MOVING LIQUID WITH SOUND

The basics
In 2003, acoustic dispensers revolutionized pipetting. These high-end tools eject precisely measured droplets from one plate into another using sound. Because a droplet fires directly from one plate to the next, no tips are wasted, no wash steps are necessary, and contamination is hardly an issue. And they work for any liquid, including glycerol-based solutions, which tend to stick to pins and pipette tips.

These dispensers first analyze the acoustic properties of the liquid in each well of a plate by sending sound waves through the fluid. “Essentially, we use the same sonar process used to locate submarines underwater,” explains Rich Ellson, founder and chief technology officer at Labcyte Inc., headquartered in Sunnyvale, California, a manufacturer of acoustic dispensers for laboratory use.
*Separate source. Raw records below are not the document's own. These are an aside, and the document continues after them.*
//! Save-state transfer fragments and the transfer payload header.
//!
//! A transfer is `groups x n` datagrams, each 3 bytes of header plus one
//! erasure-code block. The header squeezes three fields into one byte: in
//! the common full-size case (`k == 239`, signaled by a flag) the byte
//! carries either the packet-group index or — once, flagged, on group 0 —
//! the total group count; otherwise it carries `k` itself and the transfer
//! is single-group by construction.

use zerocopy::{
    FromBytes, FromZeros, Immutable, IntoBytes, KnownLayout,
    byteorder::little_endian::{I64, U64},
};

use crate::{Channel, PACKET_SIZE_MAX, ProtocolError, Room};

/// Parity redundancy per packet group: `k * 16 / 239` parity blocks.
pub const FEC_REDUNDANT_BLOCKS: usize = 16;

/// Most packet groups a single transfer may use.
pub const PACKET_GROUPS_MAX: usize = 16;

/// The `k` value signaled by [`SAVESTATE_FLAG_K_IS_239`].
pub const FULL_K: usize = 239;

/// Flag: the group's data block count is the full 239.
pub const SAVESTATE_FLAG_K_IS_239: u8 = 0b0001;

/// Flag: the overloaded byte carries the total packet-group count (only
/// ever set on group 0).
pub const SAVESTATE_FLAG_SEQUENCE_HI_IS_0: u8 = 0b0010;

/// Bytes of fragment header preceding the block payload.
pub const FRAGMENT_HEADER_SIZE: usize = 3;

/// Largest erasure-code block that fits a datagram.
pub const FRAGMENT_PAYLOAD_MAX: usize = PACKET_SIZE_MAX - FRAGMENT_HEADER_SIZE;

/// Decoded fragment header fields.
#[derive(Debug, Clone, Copy, PartialEq, Eq)]
pub struct FragmentMeta {
    /// Data blocks per group
    pub k: usize,
    /// Packet group this block belongs to
    pub group: u8,
    /// Block index within the group (data `0..k`, parity `k..n`)
    pub block: u8,
    /// Total group count, present only on the announcing group-0 packets
    pub announced_groups: Option<u8>,
}

/// Build the 3-byte header for block `block` of group `group`.
#[must_use]
pub fn encode_fragment_header(k: usize, groups: usize, group: usize, block: usize) -> [u8; 3] {
    let mut channel_and_flags = Channel::SavestateTransfer.to_byte();
    let overloaded;
    if k == FULL_K {
        channel_and_flags |= SAVESTATE_FLAG_K_IS_239;
        if group == 0 {
            channel_and_flags |= SAVESTATE_FLAG_SEQUENCE_HI_IS_0;
            overloaded = groups as u8;
        } else {
            overloaded = group as u8;
        }
    } else {
        // k < 239 implies the partitioner kept a single group
        debug_assert_eq!(groups, 1);
        overloaded = k as u8;
    }
    [channel_and_flags, overloaded, block as u8]
}

/// Decode a fragment header (the first 3 bytes of a transfer datagram).
pub fn decode_fragment_header(bytes: &[u8]) -> Result<FragmentMeta, ProtocolError> {
    let [channel_and_flags, overloaded, block] = *bytes.first_chunk::<3>().ok_or(
        ProtocolError::Truncated { expected: FRAGMENT_HEADER_SIZE, actual: bytes.len() },
    )?;

    let meta = if channel_and_flags & SAVESTATE_FLAG_K_IS_239 != 0 {
        if channel_and_flags & SAVESTATE_FLAG_SEQUENCE_HI_IS_0 != 0 {
            FragmentMeta { k: FULL_K, group: 0, block, announced_groups: Some(overloaded) }
        } else {
            FragmentMeta { k: FULL_K, group: overloaded, block, announced_groups: None }
        }
    } else {
        // k encoded directly; single-group transfer
        FragmentMeta { k: overloaded as usize, group: 0, block, announced_groups: Some(1) }
    };

    if meta.group as usize >= PACKET_GROUPS_MAX {
        return Err(ProtocolError::PacketGroupOutOfRange(meta.group));
    }
    Ok(meta)
}

/// Fixed header at the front of the reassembled transfer payload
/// (248 bytes), followed by the two compressed blobs.
#[repr(C, packed)]
#[derive(Clone, Copy, FromBytes, IntoBytes, KnownLayout, Immutable)]
pub struct TransferHeader {
    total_size_bytes: I64,
    frame_counter: I64,
    room: Room,
    xxhash: U64,
    compressed_options_size: I64,
    compressed_savestate_size: I64,
    decompressed_savestate_size: I64,
}

impl TransferHeader {
    /// Wire size (248 bytes).
    pub const SIZE: usize = 8 + 8 + Room::SIZE + 8 + 8 + 8 + 8;

    /// Byte offset of the hash field, zeroed while hashing.
    pub const XXHASH_OFFSET: usize = 16 + Room::SIZE;

    /// Parse the header from the front of a reassembled payload.
    pub fn read_from(bytes: &[u8]) -> Result<Self, ProtocolError> {
        Self::read_from_prefix(bytes)
            .map(|(header, _)| header)
            .map_err(|_| ProtocolError::Truncated { expected: Self::SIZE, actual: bytes.len() })
    }

    /// Header plus both compressed blobs, in bytes.
    #[must_use]
    pub fn total_size_bytes(&self) -> i64 {
        self.total_size_bytes.get()
    }

    /// Set the payload's total size.
    pub fn set_total_size_bytes(&mut self, size: i64) {
        self.total_size_bytes = I64::new(size);
    }

    /// Frame the save state was taken at.
    #[must_use]
    pub fn frame_counter(&self) -> i64 {
        self.frame_counter.get()
    }

    /// Set the save-state frame.
    pub fn set_frame_counter(&mut self, frame: i64) {
        self.frame_counter = I64::new(frame);
    }

    /// Room record as of the save-state frame.
    #[must_use]
    pub fn room(&self) -> Room {
        self.room
    }

    /// Set the room record.
    pub fn set_room(&mut self, room: Room) {
        self.room = room;
    }

    /// Content hash over the payload with this field zeroed.
    #[must_use]
    pub fn xxhash(&self) -> u64 {
        self.xxhash.get()
    }

    /// Set the content hash.
    pub fn set_xxhash(&mut self, hash: u64) {
        self.xxhash = U64::new(hash);
    }

    /// Size of the compressed core-option blob.
    #[must_use]
    pub fn compressed_options_size(&self) -> i64 {
        self.compressed_options_size.get()
    }

    /// Set the compressed option blob size.
    pub fn set_compressed_options_size(&mut self, size: i64) {
        self.compressed_options_size = I64::new(size);
    }

    /// Size of the compressed save-state blob.
    #[must_use]
    pub fn compressed_savestate_size(&self) -> i64 {
        self.compressed_savestate_size.get()
    }

    /// Set the compressed save-state blob size.
    pub fn set_compressed_savestate_size(&mut self, size: i64) {
        self.compressed_savestate_size = I64::new(size);
    }

    /// Size the save state decompresses to.
    #[must_use]
    pub fn decompressed_savestate_size(&self) -> i64 {
        self.decompressed_savestate_size.get()
    }

    /// Set the decompressed save-state size.
    pub fn set_decompressed_savestate_size(&mut self, size: i64) {
        self.decompressed_savestate_size = I64::new(size);
    }
}

impl Default for TransferHeader {
    fn default() -> Self {
        Self::new_zeroed()
    }
}

impl std::fmt::Debug for TransferHeader {
    fn fmt(&self, f: &mut std::fmt::Formatter<'_>) -> std::fmt::Result {
        f.debug_struct("TransferHeader")
            .field("total_size_bytes", &self.total_size_bytes())
            .field("frame_counter", &self.frame_counter())
            .field("compressed_savestate_size", &self.compressed_savestate_size())
            .field("compressed_options_size", &self.compressed_options_size())
            .finish_non_exhaustive()
    }
}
The dispensers then use that information to calculate how to generate and focus ultrasonic energy within the sample in order to eject a droplet out of the well and into a well in a plate suspended upside-down above it. Despite gravity’s pull, surface tension keeps the tiny droplets within the wells.

Michelle Palmer, a cell biologist at the Broad Institute of Harvard and MIT in Cambridge, Massachusetts, uses the Echo 555 acoustic dispenser from Labcyte to create serial dilutions from a single, high-concentration stock. At the NIH, Michael’s team uses an acoustic liquid dispenser made by Fremont, California-based EDC Biosystems to ration small volumes of the limited and precious compounds in their extensive library into plates for screening.

Extra asset
Acoustic dispensers also interrogate samples, determining how much liquid is present in each well, and the precise amount of water or precipitates the sample contains. This function comes in handy because water builds up in a sample over time when compounds are stored at ambient humidity.

Limitation
Unlike pin tools or multichannel pipettes, acoustic dispensers glide from well to well, and therefore are slower to transfer compounds from one plate to another.

Cost
Echo acoustic dispensers cost between $175,000 and $400,000 in the U.S. The tools aren’t cheap, but Ellson says customers in high-throughput labs save money in the long run by miniaturizing their process while maintaining accuracy. “We are doing things people thought were impossible,” he says.